- _Prompt_
Wherever a line in the data holds the word "enum", pull that line out.

- _Data section_

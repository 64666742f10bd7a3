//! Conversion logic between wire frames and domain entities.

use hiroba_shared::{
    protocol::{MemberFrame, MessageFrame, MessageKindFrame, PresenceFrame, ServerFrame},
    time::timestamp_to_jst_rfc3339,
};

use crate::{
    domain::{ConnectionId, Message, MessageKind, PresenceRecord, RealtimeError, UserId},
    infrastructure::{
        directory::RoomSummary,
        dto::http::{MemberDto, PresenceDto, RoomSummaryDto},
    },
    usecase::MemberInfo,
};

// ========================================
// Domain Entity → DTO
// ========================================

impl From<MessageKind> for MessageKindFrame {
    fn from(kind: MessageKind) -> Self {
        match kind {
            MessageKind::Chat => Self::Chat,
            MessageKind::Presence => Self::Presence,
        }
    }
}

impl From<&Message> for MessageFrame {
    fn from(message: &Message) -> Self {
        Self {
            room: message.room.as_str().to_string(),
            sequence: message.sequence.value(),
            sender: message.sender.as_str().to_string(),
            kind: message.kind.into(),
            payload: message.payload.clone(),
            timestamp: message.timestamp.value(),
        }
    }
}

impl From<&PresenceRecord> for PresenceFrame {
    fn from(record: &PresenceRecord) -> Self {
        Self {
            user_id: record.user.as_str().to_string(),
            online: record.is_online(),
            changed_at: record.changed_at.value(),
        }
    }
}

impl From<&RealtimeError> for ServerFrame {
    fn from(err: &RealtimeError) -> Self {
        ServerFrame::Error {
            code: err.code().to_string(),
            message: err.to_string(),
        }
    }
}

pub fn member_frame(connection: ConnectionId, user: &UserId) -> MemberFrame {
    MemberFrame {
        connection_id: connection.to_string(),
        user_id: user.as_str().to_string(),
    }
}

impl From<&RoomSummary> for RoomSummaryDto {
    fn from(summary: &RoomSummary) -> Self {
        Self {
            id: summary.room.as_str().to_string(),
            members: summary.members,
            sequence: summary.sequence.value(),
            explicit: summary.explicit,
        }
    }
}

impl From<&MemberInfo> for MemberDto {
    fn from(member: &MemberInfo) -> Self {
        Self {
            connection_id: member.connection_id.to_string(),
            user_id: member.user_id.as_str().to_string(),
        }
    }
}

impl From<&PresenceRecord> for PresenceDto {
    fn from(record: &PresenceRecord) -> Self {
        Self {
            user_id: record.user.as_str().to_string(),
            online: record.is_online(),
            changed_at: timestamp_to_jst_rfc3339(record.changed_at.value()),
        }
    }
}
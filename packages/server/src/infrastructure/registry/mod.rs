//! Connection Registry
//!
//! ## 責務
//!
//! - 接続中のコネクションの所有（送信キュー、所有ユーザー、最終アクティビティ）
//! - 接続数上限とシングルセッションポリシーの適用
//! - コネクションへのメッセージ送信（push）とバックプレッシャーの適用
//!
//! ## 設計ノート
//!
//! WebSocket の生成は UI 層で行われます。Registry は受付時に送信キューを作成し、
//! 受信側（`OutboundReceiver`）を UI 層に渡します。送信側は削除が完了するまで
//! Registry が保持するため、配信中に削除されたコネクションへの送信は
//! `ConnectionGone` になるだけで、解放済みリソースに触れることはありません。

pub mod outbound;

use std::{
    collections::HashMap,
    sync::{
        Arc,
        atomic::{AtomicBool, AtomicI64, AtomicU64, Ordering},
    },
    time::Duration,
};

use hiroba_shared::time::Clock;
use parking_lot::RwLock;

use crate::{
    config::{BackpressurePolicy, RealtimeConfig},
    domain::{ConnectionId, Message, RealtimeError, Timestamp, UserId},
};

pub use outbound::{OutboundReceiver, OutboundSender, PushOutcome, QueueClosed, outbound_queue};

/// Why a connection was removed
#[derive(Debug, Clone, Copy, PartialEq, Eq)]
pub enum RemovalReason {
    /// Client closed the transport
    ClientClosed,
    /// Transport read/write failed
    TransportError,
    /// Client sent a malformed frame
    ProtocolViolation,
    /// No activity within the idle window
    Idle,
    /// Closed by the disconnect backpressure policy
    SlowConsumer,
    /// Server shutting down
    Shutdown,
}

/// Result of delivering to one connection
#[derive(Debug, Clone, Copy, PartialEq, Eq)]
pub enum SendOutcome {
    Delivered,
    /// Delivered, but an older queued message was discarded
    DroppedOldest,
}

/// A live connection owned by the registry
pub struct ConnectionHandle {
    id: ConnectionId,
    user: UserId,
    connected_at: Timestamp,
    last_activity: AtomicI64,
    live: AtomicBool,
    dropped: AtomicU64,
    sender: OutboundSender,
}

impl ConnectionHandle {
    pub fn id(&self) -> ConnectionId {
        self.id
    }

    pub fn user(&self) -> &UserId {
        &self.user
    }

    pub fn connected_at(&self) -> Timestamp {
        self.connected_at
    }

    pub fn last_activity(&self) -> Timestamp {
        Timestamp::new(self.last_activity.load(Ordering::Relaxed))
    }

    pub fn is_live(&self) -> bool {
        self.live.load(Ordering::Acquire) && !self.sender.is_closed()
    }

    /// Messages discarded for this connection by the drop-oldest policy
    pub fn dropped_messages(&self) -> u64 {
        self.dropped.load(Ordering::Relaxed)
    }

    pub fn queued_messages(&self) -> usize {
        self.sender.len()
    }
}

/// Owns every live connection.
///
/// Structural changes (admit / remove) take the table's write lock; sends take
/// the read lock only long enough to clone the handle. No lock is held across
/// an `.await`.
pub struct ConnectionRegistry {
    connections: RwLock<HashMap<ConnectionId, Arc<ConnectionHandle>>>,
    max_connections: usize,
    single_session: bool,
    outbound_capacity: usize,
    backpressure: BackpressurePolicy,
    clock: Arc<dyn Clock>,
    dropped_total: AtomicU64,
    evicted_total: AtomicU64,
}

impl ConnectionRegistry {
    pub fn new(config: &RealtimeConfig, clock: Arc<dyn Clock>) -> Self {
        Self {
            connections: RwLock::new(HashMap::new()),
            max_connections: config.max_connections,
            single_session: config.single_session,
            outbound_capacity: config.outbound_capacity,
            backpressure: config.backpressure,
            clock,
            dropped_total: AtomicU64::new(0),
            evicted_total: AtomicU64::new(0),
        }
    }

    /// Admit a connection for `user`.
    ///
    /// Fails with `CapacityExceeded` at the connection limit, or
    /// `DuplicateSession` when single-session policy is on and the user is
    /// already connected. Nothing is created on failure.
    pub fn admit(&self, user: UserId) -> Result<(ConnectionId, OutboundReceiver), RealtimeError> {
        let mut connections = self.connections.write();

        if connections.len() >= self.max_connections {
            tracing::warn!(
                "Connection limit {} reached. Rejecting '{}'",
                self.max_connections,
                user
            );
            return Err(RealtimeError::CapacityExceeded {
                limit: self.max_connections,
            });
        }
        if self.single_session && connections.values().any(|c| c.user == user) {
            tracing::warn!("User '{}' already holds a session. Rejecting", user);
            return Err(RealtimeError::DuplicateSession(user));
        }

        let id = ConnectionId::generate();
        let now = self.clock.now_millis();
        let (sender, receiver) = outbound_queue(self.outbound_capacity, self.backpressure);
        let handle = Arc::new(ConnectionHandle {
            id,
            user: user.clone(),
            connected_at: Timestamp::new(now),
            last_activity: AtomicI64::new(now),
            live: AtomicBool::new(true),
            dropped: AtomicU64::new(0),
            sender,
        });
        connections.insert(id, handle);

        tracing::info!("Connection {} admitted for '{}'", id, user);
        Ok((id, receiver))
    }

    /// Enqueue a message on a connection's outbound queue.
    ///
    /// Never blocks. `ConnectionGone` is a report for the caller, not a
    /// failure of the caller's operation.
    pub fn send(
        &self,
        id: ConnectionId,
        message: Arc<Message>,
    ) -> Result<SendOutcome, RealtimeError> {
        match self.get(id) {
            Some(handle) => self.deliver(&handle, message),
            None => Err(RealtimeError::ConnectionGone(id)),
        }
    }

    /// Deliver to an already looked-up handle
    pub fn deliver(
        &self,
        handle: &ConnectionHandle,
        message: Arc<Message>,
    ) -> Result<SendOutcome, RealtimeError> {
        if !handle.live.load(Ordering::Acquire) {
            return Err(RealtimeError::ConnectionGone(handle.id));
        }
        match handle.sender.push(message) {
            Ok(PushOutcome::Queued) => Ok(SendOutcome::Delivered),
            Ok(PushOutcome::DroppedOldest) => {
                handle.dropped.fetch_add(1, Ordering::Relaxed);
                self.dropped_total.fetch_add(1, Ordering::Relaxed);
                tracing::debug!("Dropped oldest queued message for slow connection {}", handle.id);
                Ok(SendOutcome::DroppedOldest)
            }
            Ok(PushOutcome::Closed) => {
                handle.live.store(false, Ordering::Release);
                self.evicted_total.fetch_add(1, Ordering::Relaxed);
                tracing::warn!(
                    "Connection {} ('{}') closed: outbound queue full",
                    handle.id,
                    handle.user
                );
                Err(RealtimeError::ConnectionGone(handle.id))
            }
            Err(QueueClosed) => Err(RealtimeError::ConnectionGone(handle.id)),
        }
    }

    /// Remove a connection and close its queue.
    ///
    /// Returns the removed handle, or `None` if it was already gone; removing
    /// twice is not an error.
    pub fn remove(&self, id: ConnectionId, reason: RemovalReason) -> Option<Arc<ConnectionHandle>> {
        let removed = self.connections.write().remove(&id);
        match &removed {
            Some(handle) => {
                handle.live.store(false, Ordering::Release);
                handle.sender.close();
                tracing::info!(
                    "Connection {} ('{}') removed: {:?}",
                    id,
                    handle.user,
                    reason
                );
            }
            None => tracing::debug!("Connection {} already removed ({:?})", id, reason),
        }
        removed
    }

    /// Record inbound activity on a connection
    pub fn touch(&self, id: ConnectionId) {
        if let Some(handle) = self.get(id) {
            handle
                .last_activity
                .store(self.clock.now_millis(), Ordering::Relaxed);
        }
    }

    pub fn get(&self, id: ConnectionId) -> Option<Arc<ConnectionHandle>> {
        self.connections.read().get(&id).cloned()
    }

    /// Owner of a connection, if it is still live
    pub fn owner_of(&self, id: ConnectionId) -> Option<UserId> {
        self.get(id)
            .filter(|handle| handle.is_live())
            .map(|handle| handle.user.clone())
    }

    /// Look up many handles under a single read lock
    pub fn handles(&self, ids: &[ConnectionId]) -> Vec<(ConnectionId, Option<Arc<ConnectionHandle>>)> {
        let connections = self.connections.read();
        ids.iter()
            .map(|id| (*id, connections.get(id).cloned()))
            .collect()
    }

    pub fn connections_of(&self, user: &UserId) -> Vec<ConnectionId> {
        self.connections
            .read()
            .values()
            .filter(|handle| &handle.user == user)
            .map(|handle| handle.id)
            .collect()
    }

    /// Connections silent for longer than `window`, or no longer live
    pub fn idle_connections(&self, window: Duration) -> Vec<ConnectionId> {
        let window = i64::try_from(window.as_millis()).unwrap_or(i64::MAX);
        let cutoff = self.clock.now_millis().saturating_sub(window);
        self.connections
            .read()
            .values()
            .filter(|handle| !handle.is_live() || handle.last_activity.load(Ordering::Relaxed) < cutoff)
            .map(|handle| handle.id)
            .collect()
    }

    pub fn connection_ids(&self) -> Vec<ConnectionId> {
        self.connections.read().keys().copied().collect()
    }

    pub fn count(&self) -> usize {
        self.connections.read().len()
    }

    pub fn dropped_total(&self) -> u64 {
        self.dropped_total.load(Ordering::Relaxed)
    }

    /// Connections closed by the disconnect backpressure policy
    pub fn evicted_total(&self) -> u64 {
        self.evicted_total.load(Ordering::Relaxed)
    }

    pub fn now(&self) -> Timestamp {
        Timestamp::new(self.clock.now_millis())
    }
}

- _Response for this exercise_
pub enum RemovalReason {
pub enum SendOutcome {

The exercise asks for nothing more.